Murray Ralph Spiegel (October 20, 1923 – April 28, 1991) was an author of textbooks on mathematics, including titles in a collection of Schaum's Outlines.

Spiegel was a native of Brooklyn and a graduate of New Utrecht High School. He received his bachelor's degree in mathematics and physics from Brooklyn College in 1943. He earned a master's degree in 1947 and doctorate in 1949, both in mathematics and both at Cornell University.
His PhD dissertation, supervised by Marc Kac, was titled On the Random Vibrations of Harmonically Bound Particles in a Viscous Medium.

He was a teaching fellow at Harvard University in 1943–1945, a consultant with Monsanto Chemical Company in the summer of 1946, and a teaching fellow at Cornell University from 1946 to 1949. He was a consultant in geophysics for Beers & Heroy in 1950, and a consultant in aerodynamics for Wright Air Development Center from 1950 to 1954.

Spiegel joined the faculty of Rensselaer Polytechnic Institute in 1949 as an assistant professor.
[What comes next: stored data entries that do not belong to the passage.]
//! Abstract Syntax Tree (AST) definitions.
//!
//! Every construct is a [`Node`]: a [`NodeKind`] payload plus the source
//! position and resolved data type the tree carries for it. Nodes are built
//! through [`NodeFactory`](crate::NodeFactory), which checks each payload
//! against its contract, so a tree reachable from a parse is always
//! well-formed.

mod ddl;
mod expression;
mod list;
mod query;
mod statement;
mod types;

pub use ddl::{
    AlterTableAction, AlterTableNode, ChangeType, ColumnDefinitionNode, ConstraintDefinitionNode,
    ConstraintType, CreateIndexNode, CreateSchemaNode, CreateTableNode, DdlStatement,
    DropBehavior, DropIndexNode, DropSchemaNode, DropTableNode, ExistenceCheck,
    ForeignKeyReference, IndexColumnNode, IndexDefinitionNode, ModifyColumnAction,
    ModifyColumnNode, ReferentialAction,
};
pub use expression::{
    AggregateNode, BinaryListOperator, BinaryListOperatorNode, BinaryOperator,
    BinaryOperatorNode, CastNode, ColumnReferenceNode, ConditionalNode, ConstantNode,
    ConstantValue, CurrentDatetimeNode, DatetimeField, ExtractField, ExtractOperatorNode,
    HostToSqlNode, MethodCallNode, ParameterNode, SqlToHostNode, SubqueryKind, SubqueryNode,
    TernaryOperator, TernaryOperatorNode, UnaryOperator, UnaryOperatorNode,
};
pub use list::{FunctionApplication, ListKind, NodeList};
pub use query::{
    AllResultColumnNode, FromBaseTableNode, FromSubqueryNode, JoinNode, JoinType, NullOrdering,
    OrderByColumnNode, ResultColumnNode, RowResultSetNode, SelectNode, SetOperationNode,
    SetOperator, TableName, ValuesNode,
};
pub use statement::{
    CursorNode, DeleteNode, InsertNode, SetConfigurationNode, SetConstraintsNode, SetSchemaNode,
    TransactionControlNode, TransactionOperation, UpdateNode,
};
pub use types::{DataType, DataTypeDescriptor};

use crate::error::{Result, SqlError};
use crate::lexer::Position;

/// Broad classes of nodes, used to check what may appear where.
#[derive(Debug, Clone, Copy, PartialEq, Eq, Hash)]
pub enum NodeCategory {
    /// A complete statement.
    Statement,
    /// Column, constraint or index in a table definition.
    TableElement,
    /// Column of an index definition.
    IndexColumn,
    /// An expression producing a SQL value.
    Value,
    /// A value on the host side of a routine call.
    HostValue,
    /// A query producing rows.
    ResultSet,
    /// One row of a VALUES clause.
    Row,
    /// An entry of a FROM clause.
    FromTable,
    /// A select list entry.
    ResultColumn,
    /// An ORDER BY entry.
    OrderBy,
    /// A bare object name.
    TableName,
}

/// The payload of a node.
#[derive(Debug, PartialEq)]
pub enum NodeKind {
    // Statements
    Cursor(CursorNode),
    Insert(InsertNode),
    Update(UpdateNode),
    Delete(DeleteNode),
    CreateTable(CreateTableNode),
    DropTable(DropTableNode),
    AlterTable(AlterTableNode),
    CreateIndex(CreateIndexNode),
    DropIndex(DropIndexNode),
    CreateSchema(CreateSchemaNode),
    DropSchema(DropSchemaNode),
    SetSchema(SetSchemaNode),
    SetConstraints(SetConstraintsNode),
    SetConfiguration(SetConfigurationNode),
    TransactionControl(TransactionControlNode),

    // Table elements
    ColumnDefinition(ColumnDefinitionNode),
    ConstraintDefinition(ConstraintDefinitionNode),
    IndexDefinition(IndexDefinitionNode),
    ModifyColumn(ModifyColumnNode),
    IndexColumn(IndexColumnNode),

    // Values
    Constant(ConstantNode),
    ColumnReference(ColumnReferenceNode),
    Parameter(ParameterNode),
    UnaryOperator(UnaryOperatorNode),
    ExtractOperator(ExtractOperatorNode),
    BinaryOperator(BinaryOperatorNode),
    BinaryListOperator(BinaryListOperatorNode),
    TernaryOperator(TernaryOperatorNode),
    Conditional(ConditionalNode),
    Cast(CastNode),
    Subquery(SubqueryNode),
    CurrentDatetime(CurrentDatetimeNode),
    Aggregate(AggregateNode),
    HostToSql(HostToSqlNode),
    SqlToHost(SqlToHostNode),
    MethodCall(MethodCallNode),

    // Result sets
    Select(SelectNode),
    Values(ValuesNode),
    RowResultSet(RowResultSetNode),
    SetOperation(SetOperationNode),
    ResultColumn(ResultColumnNode),
    AllResultColumn(AllResultColumnNode),
    FromBaseTable(FromBaseTableNode),
    FromSubquery(FromSubqueryNode),
    Join(JoinNode),
    OrderByColumn(OrderByColumnNode),
    TableName(TableName),
}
He became an associate professor in 1954 and a full professor in 1957. He was assigned to the faculty Rensselaer Polytechnic Institute of Hartford, CT, when that branch was organized in 1955, where he served as chair of the mathematics department.

== Works ==
- Schaum's Outline of College Algebra (First Edition: 1956) [Most Recent Edition: 2018]
- Schaum's Outline of College Physics
- Schaum's Outline of Statistics (FE: 1961) [MRE: 2018]
- Schaum's Outline of Advanced Calculus (1963) [2010]
- Schaum's Outline of Complex Variables (1964) [2009]
- Schaum's Outline of Laplace Transforms (1965)
- Schaum's Mathematical Handbook of Formulas and Tables (1968) [2008]
- Schaum's Outline of Vector Analysis [And An Introduction to Tensor Analysis] (1968) [2009]
- Schaum's Outline of Real Variables (1969)
- Schaum's Outline of Advanced Mathematics for Engineers and Scientists (1971) [2009]
- Schaum's Outline of Finite Differences and Difference Equations (1971)
- Schaum's Outline of Fourier Analysis with Applications to Boundary-Value Problems (1974)
- Schaum's Outline of Probability and Statistics (1975) [2013]
- Schaum's Outline of Theoretical Mechanics (1967)
- Applied Differential Equations (1963) [1980]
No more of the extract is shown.